A deal struck between the McDonnell administration and the  Metropolitan Washington Airports Authority (MWAA) will not require bidders on Phase  2 of the Rail-to-Dulles project to sign a Project Labor Agreement (PLA). Or  maybe it will. It’s really not clear. The wording of the Memorandum of Agreement  (MOA) is ambiguous. At least one McDonnell administration official insists that  the rights of non-union workers and companies are upheld in the agreement but neither  the MWAA nor the Attorney General’s office is talking.

The PLA issue is a sensitive one.
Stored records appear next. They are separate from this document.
//! WebSocket adapter.
//!
//! One socket per operator per session. Room events are forwarded as JSON
//! text frames shaped `{"event": name, "payload": {...}}`. Inbound frames:
//!
//! ```text
//!   {"type": "command", "name": "EXECUTE_BURN", "payload": {...}, "requestId": "r1"}
//!     → {"type": "ack", "requestId": "r1", "ok": true, "data": CommandOutcome}
//!   {"type": "ping"}
//!     → {"type": "pong"}
//! ```

use crate::api::{AppState, USER_HEADER};
use axum::{
    extract::{
        Path, Query, State,
        ws::{Message, WebSocket, WebSocketUpgrade},
    },
    http::{HeaderMap, StatusCode},
    response::{IntoResponse, Response},
};
use sattrain_sim::{SessionEvent, SessionManager};
use serde::{Deserialize, Serialize};
use serde_json::Value;
use std::sync::Arc;
use tokio::sync::broadcast;
use tracing::{debug, warn};

#[derive(Debug, Deserialize)]
#[serde(rename_all = "camelCase")]
pub struct WsParams {
    #[serde(default)]
    pub user_id: Option<String>,
}

#[derive(Debug, Deserialize)]
#[serde(tag = "type", rename_all = "lowercase")]
pub enum ClientMessage {
    Command {
        name: String,
        #[serde(default)]
        payload: Value,
        #[serde(default, rename = "requestId")]
        request_id: Option<String>,
    },
    Ping,
}

#[derive(Debug, Serialize)]
#[serde(tag = "type", rename_all = "lowercase")]
pub enum ServerMessage {
    Ack {
        #[serde(rename = "requestId", skip_serializing_if = "Option::is_none")]
        request_id: Option<String>,
        ok: bool,
        #[serde(skip_serializing_if = "Option::is_none")]
        data: Option<Value>,
        #[serde(skip_serializing_if = "Option::is_none")]
        error: Option<String>,
    },
    Pong,
    Error {
        error: String,
    },
}

pub async fn ws_handler(
    ws: WebSocketUpgrade,
    State(state): State<AppState>,
    Path(session_id): Path<String>,
    Query(params): Query<WsParams>,
    headers: HeaderMap,
) -> Response {
    let user = headers
        .get(USER_HEADER)
        .and_then(|v| v.to_str().ok())
        .map(str::to_string)
        .or(params.user_id);
    let Some(user) = user else {
        return (StatusCode::UNAUTHORIZED, "missing user id").into_response();
    };

    match state.manager.owner_of(&session_id).await {
        None => return (StatusCode::NOT_FOUND, "session not found").into_response(),
        Some(owner) if owner != user => {
            return (StatusCode::FORBIDDEN, "not the session owner").into_response();
        }
        Some(_) => {}
    }
    let Some(events) = state.rooms.subscribe(&session_id) else {
        return (StatusCode::NOT_FOUND, "session not found").into_response();
    };

    let manager = Arc::clone(&state.manager);
    ws.on_upgrade(move |socket| serve_socket(socket, manager, session_id, user, events))
}

async fn serve_socket(
    mut socket: WebSocket,
    manager: Arc<SessionManager>,
    session_id: String,
    user: String,
    mut events: broadcast::Receiver<Arc<SessionEvent>>,
) {
    debug!(%session_id, %user, "socket joined room");

    loop {
        tokio::select! {
            event = events.recv() => match event {
                Ok(event) => {
                    let Ok(text) = serde_json::to_string(event.as_ref()) else {
                        continue;
                    };
                    if socket.send(Message::Text(text.into())).await.is_err() {
                        break;
                    }
                }
                Err(broadcast::error::RecvError::Lagged(skipped)) => {
                    warn!(%session_id, skipped, "socket lagging, events skipped");
                }
                // Room closed: the session ended.
                Err(broadcast::error::RecvError::Closed) => break,
            },

            frame = socket.recv() => {
                let Some(Ok(frame)) = frame else {
                    break;
                };
                let reply = match frame {
                    Message::Text(text) => handle_text(&manager, &session_id, &user, text.as_str()).await,
                    Message::Close(_) => break,
                    _ => continue,
                };
                let Ok(text) = serde_json::to_string(&reply) else {
                    continue;
                };
                if socket.send(Message::Text(text.into())).await.is_err() {
                    break;
                }
            }
        }
    }

    let _ = socket.send(Message::Close(None)).await;
    debug!(%session_id, %user, "socket left room");
}

pub async fn handle_text(
    manager: &SessionManager,
    session_id: &String,
    user: &str,
    text: &str,
) -> ServerMessage {
    let mut bytes = text.as_bytes().to_vec();
    let msg = match simd_json::from_slice::<ClientMessage>(&mut bytes) {
        Ok(msg) => msg,
        Err(e) => {
            return ServerMessage::Error {
                error: format!("invalid message: {e}"),
            };
        }
    };

    match msg {
        ClientMessage::Ping => ServerMessage::Pong,
        ClientMessage::Command {
            name,
            payload,
            request_id,
        } => match manager.route_command(session_id, user, &name, payload).await {
            Ok(outcome) => ServerMessage::Ack {
                request_id,
                ok: true,
                data: serde_json::to_value(&outcome).ok(),
                error: None,
            },
            Err(e) => ServerMessage::Ack {
                request_id,
                ok: false,
                data: None,
                error: Some(e.to_string()),
            },
        },
    }
}

#[cfg(test)]
mod tests {
    use super::*;
    use sattrain_sim::{BroadcastRooms, MemoryStore, SimConfig};

    async fn running_session() -> (Arc<SessionManager>, String) {
        let rooms = Arc::new(BroadcastRooms::new(16));
        let manager = SessionManager::new(SimConfig::default(), Arc::new(MemoryStore::new()), rooms);
        let id = manager
            .create_session("op".into(), "leo-orbit-raise", None)
            .await
            .unwrap()
            .session_id;
        manager.start_session(&id).await.unwrap();
        (manager, id)
    }

    #[tokio::test]
    async fn test_command_frames_are_acked() {
        let (manager, id) = running_session().await;
        let reply = handle_text(
            &manager,
            &id,
            "op",
            r#"{"type":"command","name":"ARM_PROPULSION","requestId":"r1"}"#,
        )
        .await;
        let json = serde_json::to_value(&reply).unwrap();
        assert_eq!(json["type"], "ack");
        assert_eq!(json["requestId"], "r1");
        assert_eq!(json["ok"], true);
        assert_eq!(json["data"]["result"]["status"], "OK");

        let reply = handle_text(
            &manager,
            &id,
            "intruder",
            r#"{"type":"command","name":"ARM_PROPULSION"}"#,
        )
        .await;
        assert!(matches!(reply, ServerMessage::Ack { ok: false, .. }));
        manager.stop_all().await;
    }

    #[tokio::test]
    async fn test_ping_and_garbage() {
        let (manager, id) = running_session().await;
        assert!(matches!(
            handle_text(&manager, &id, "op", r#"{"type":"ping"}"#).await,
            ServerMessage::Pong
        ));
        assert!(matches!(
            handle_text(&manager, &id, "op", "not json").await,
            ServerMessage::Error { .. }
        ));
        manager.stop_all().await;
    }
}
Earlier this year, the  estimated cost of Phase 2 of the METRO rail project had ballooned roughly $1 billion  higher than the $2.8 billion in funding sources lined up to pay for it. A deal  brokered earlier this month by U.S. Transportation Secretary Ray LaHood  seemingly got the project back on track by extracting various commitments and  concessions from the state, MWAA, Fairfax County and Loudoun County, the four funding partners. The deal referenced a side agreement between Virginia  and the MWAA that details “principles and requirements” for a labor agreement.

In Phase 1 of the construction project, which extends the METRO past Tysons Corner, prime contractor Dulles Transit Partners entered  into a voluntary PLA to hire workers through a union hiring hall, although its  sub-contractors were not required to do so. MWAA has sought to make that  agreement mandatory for anyone bidding on Phase 2. But non-union companies and  many Fairfax and Loudoun elected officials objected, asserting that such an  agreement would discourage non-union companies from submitting bids. The loss  of competition, critics said, could result in bids $300 million or more higher  than the official estimate.
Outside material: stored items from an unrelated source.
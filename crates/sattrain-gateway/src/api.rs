//! REST handlers.
//!
//! Callers are identified by the `x-user-id` header (authentication happens
//! upstream). Mutating routes require the caller to own the session.

use crate::ws::ws_handler;
use axum::{
    Json, Router,
    body::Bytes,
    extract::{FromRequest, Path, Request, State},
    http::{HeaderMap, StatusCode},
    response::{IntoResponse, Response},
    routing::{get, post},
};
use prometheus::{Encoder, TextEncoder};
use sattrain_sim::{
    AnomalyKind, AnomalyState, AnomalyStats, BroadcastRooms, CommandOutcome, Difficulty, Score,
    SessionManager, SessionSnapshot, SessionStatus, SessionSummary, SimError, list_anomalies,
    list_scenarios,
};
use serde::{Deserialize, Serialize};
use serde_json::Value;
use std::sync::Arc;
use tracing::warn;

pub const USER_HEADER: &str = "x-user-id";

#[derive(Clone)]
pub struct AppState {
    pub manager: Arc<SessionManager>,
    pub rooms: Arc<BroadcastRooms>,
}

// ============================================================================
// SIMD-JSON EXTRACTOR
// ============================================================================

pub struct SimdJson<T>(pub T);

impl<T, S> FromRequest<S> for SimdJson<T>
where
    T: for<'de> Deserialize<'de> + Send,
    S: Send + Sync,
{
    type Rejection = Response;

    async fn from_request(req: Request, state: &S) -> Result<Self, Self::Rejection> {
        let bytes = Bytes::from_request(req, state)
            .await
            .map_err(|e| e.into_response())?;
        let mut bytes_vec = bytes.to_vec();

        let val = simd_json::from_slice::<T>(&mut bytes_vec).map_err(|e| {
            ApiError::BadRequest(format!("invalid JSON: {e}")).into_response()
        })?;

        Ok(SimdJson(val))
    }
}

// ============================================================================
// RESPONSES
// ============================================================================

/// Generic API response
#[derive(Debug, Clone, Serialize, Deserialize)]
pub struct ApiResponse<T> {
    pub success: bool,
    #[serde(skip_serializing_if = "Option::is_none")]
    pub data: Option<T>,
    #[serde(skip_serializing_if = "Option::is_none")]
    pub error: Option<String>,
}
It is precisely that outcome that the McDonnell  administration sought to avoid, says Thelma Drake, director of the Department  of Rail and Public Transportation. A sticking point in negotiating the broader  deal was MWAA’s insistence that bidders on the prime contract be required to  sign a PLA. “We worried that having the PLA up front would discourage some companies  from bidding,” she explains. The Commonwealth Attorney’s office got involved in  drafting the language to ensure that any PLA would be consistent with state  Right to Work laws.
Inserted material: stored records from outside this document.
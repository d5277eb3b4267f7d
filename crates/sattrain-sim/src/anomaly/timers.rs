//! Cancellable injection timers.
//!
//! Timers never touch session state. They only post `TimerEvent`s back to the
//! owning session actor, which applies them inside its own serialization
//! boundary. Cancelling a timer guarantees it posts nothing afterwards; events
//! already queued are discarded by the injector because the anomaly they
//! reference is no longer active.

use crate::core::AnomalyId;
use std::collections::HashMap;
use std::time::Duration;
use tokio::sync::mpsc;
use tokio_util::sync::CancellationToken;
use tracing::{debug, trace};

/// Message posted by a fired timer.
#[derive(Debug, Clone, PartialEq, Eq)]
pub enum TimerEvent {
    Check,
    Expire(AnomalyId),
}

/// Timer backend used by `AnomalyInjector`.
pub trait InjectionTimers: Send + Sync {
    /// Start (or restart) the recurring injection check.
    fn start_checks(&mut self, every: Duration);

    /// Schedule a one-shot expiry for an anomaly.
    fn schedule_expiry(&mut self, anomaly_id: &AnomalyId, after: Duration);

    fn cancel_expiry(&mut self, anomaly_id: &AnomalyId);

    /// Cancel the recurring check and every pending expiry.
    fn cancel_all(&mut self);

    /// Number of live timers (recurring check counts as one).
    fn pending(&self) -> usize;
}

// ============================================================================
// Tokio backend
// ============================================================================

/// Spawns one tokio task per timer, each guarded by a child of a root token.
pub struct TokioTimers {
    tx: mpsc::UnboundedSender<TimerEvent>,
    root: CancellationToken,
    check: Option<CancellationToken>,
    expiries: HashMap<AnomalyId, CancellationToken>,
}

impl TokioTimers {
    pub fn new(tx: mpsc::UnboundedSender<TimerEvent>) -> Self {
        Self {
            tx,
            root: CancellationToken::new(),
            check: None,
            expiries: HashMap::new(),
        }
    }
}

impl InjectionTimers for TokioTimers {
    fn start_checks(&mut self, every: Duration) {
        if let Some(previous) = self.check.take() {
            previous.cancel();
        }

        let token = self.root.child_token();
        let tx = self.tx.clone();
        let guard = token.clone();
        tokio::spawn(async move {
            let mut interval = tokio::time::interval(every);
            // First tick completes immediately; checks start one period in.
            interval.tick().await;
            loop {
                tokio::select! {
                    _ = guard.cancelled() => break,
                    _ = interval.tick() => {
                        if tx.send(TimerEvent::Check).is_err() {
                            break;
                        }
                    }
                }
            }
            trace!("anomaly check timer stopped");
        });
        self.check = Some(token);
    }

    fn schedule_expiry(&mut self, anomaly_id: &AnomalyId, after: Duration) {
        self.cancel_expiry(anomaly_id);

        let token = self.root.child_token();
        let tx = self.tx.clone();
        let guard = token.clone();
        let id = anomaly_id.clone();
        tokio::spawn(async move {
            tokio::select! {
                _ = guard.cancelled() => {}
                _ = tokio::time::sleep(after) => {
                    let _ = tx.send(TimerEvent::Expire(id));
                }
            }
        });
        self.expiries.insert(anomaly_id.clone(), token);
    }

    fn cancel_expiry(&mut self, anomaly_id: &AnomalyId) {
        if let Some(token) = self.expiries.remove(anomaly_id) {
            token.cancel();
        }
    }

    fn cancel_all(&mut self) {
        let pending = self.pending();
        self.root.cancel();
        self.root = CancellationToken::new();
        self.check = None;
        self.expiries.clear();
        debug!(pending, "cancelled injection timers");
    }

    fn pending(&self) -> usize {
        self.expiries.len() + usize::from(self.check.is_some())
    }
}

impl Drop for TokioTimers {
    fn drop(&mut self) {
        self.root.cancel();
    }
}

// ============================================================================
// Manual backend
// ============================================================================

/// Records timer requests without spawning anything; callers fire events by
/// hand. Used for deterministic replays and tests.
#[derive(Debug, Default, Clone)]
pub struct ManualTimers {
    pub check_every: Option<Duration>,
    pub expiries: HashMap<AnomalyId, Duration>,
    pub cancellations: u32,
}

impl InjectionTimers for ManualTimers {
    fn start_checks(&mut self, every: Duration) {
        self.check_every = Some(every);
    }

    fn schedule_expiry(&mut self, anomaly_id: &AnomalyId, after: Duration) {
        self.expiries.insert(anomaly_id.clone(), after);
    }

    fn cancel_expiry(&mut self, anomaly_id: &AnomalyId) {
        self.expiries.remove(anomaly_id);
    }

    fn cancel_all(&mut self) {
        self.check_every = None;
        self.expiries.clear();
        self.cancellations += 1;
    }

    fn pending(&self) -> usize {
        self.expiries.len() + usize::from(self.check_every.is_some())
    }
}

#[cfg(test)]
mod tests {
    use super::*;

    #[tokio::test(start_paused = true)]
    async fn test_expiry_fires_after_ttl() {
        let (tx, mut rx) = mpsc::unbounded_channel();
        let mut timers = TokioTimers::new(tx);

        timers.schedule_expiry(&"a-1".to_string(), Duration::from_secs(30));
        tokio::time::sleep(Duration::from_secs(29)).await;
        assert!(rx.try_recv().is_err());

        tokio::time::sleep(Duration::from_secs(2)).await;
        assert_eq!(rx.recv().await, Some(TimerEvent::Expire("a-1".to_string())));
    }

    #[tokio::test(start_paused = true)]
    async fn test_cancel_all_silences_pending_timers() {
        let (tx, mut rx) = mpsc::unbounded_channel();
        let mut timers = TokioTimers::new(tx);

        timers.start_checks(Duration::from_secs(5));
        timers.schedule_expiry(&"a-1".to_string(), Duration::from_secs(10));
        assert_eq!(timers.pending(), 2);

        timers.cancel_all();
        assert_eq!(timers.pending(), 0);

        tokio::time::sleep(Duration::from_secs(60)).await;
        assert!(rx.try_recv().is_err());
    }

    #[tokio::test(start_paused = true)]
    async fn test_recurring_checks() {
        let (tx, mut rx) = mpsc::unbounded_channel();
        let mut timers = TokioTimers::new(tx);
        timers.start_checks(Duration::from_secs(5));

        tokio::time::sleep(Duration::from_millis(10_500)).await;
        assert_eq!(rx.recv().await, Some(TimerEvent::Check));
        assert_eq!(rx.recv().await, Some(TimerEvent::Check));
        assert!(rx.try_recv().is_err());
    }

    #[test]
    fn test_manual_timers_record_requests() {
        let mut timers = ManualTimers::default();
        timers.start_checks(Duration::from_secs(30));
        timers.schedule_expiry(&"x".to_string(), Duration::from_secs(90));
        assert_eq!(timers.pending(), 2);

        timers.cancel_expiry(&"x".to_string());
        assert_eq!(timers.pending(), 1);

        timers.cancel_all();
        assert_eq!(timers.pending(), 0);
        assert_eq!(timers.cancellations, 1);
    }
}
“The PLA is not mandatory,” Drake says. “You cannot require  your prime to sign a PLA.”

Sounds clear enough. But what does the actual MOA say?

The agreement states that no prime contractor or subcontractor  can require an employee to join a labor union. It also says that no prime or  subcontractor can be “discriminated against” based upon its affiliation or non-affiliation  with a labor union. But then the MOA says this:

  No prime contractor working or  seeking to work on Phase 2 shall be required, in order to secure or maintain a  phase 2 prime contract, to become a party to any labor agreement other than the Phase 2 PLA.

To some observers, the wording “other than” seems to specifically exempt the Phase 2 PLA from the rule — especially when considered in the context of what follows, a principle that states sub-contractors shall not be required to sign any labor union contract, “including” the Phase 2 PLA. The wording would seem to create an arrangement nearly identical to the Phase 1 PLA, which binds Dulles Transit Partners to a union workforce but exempts subcontractors.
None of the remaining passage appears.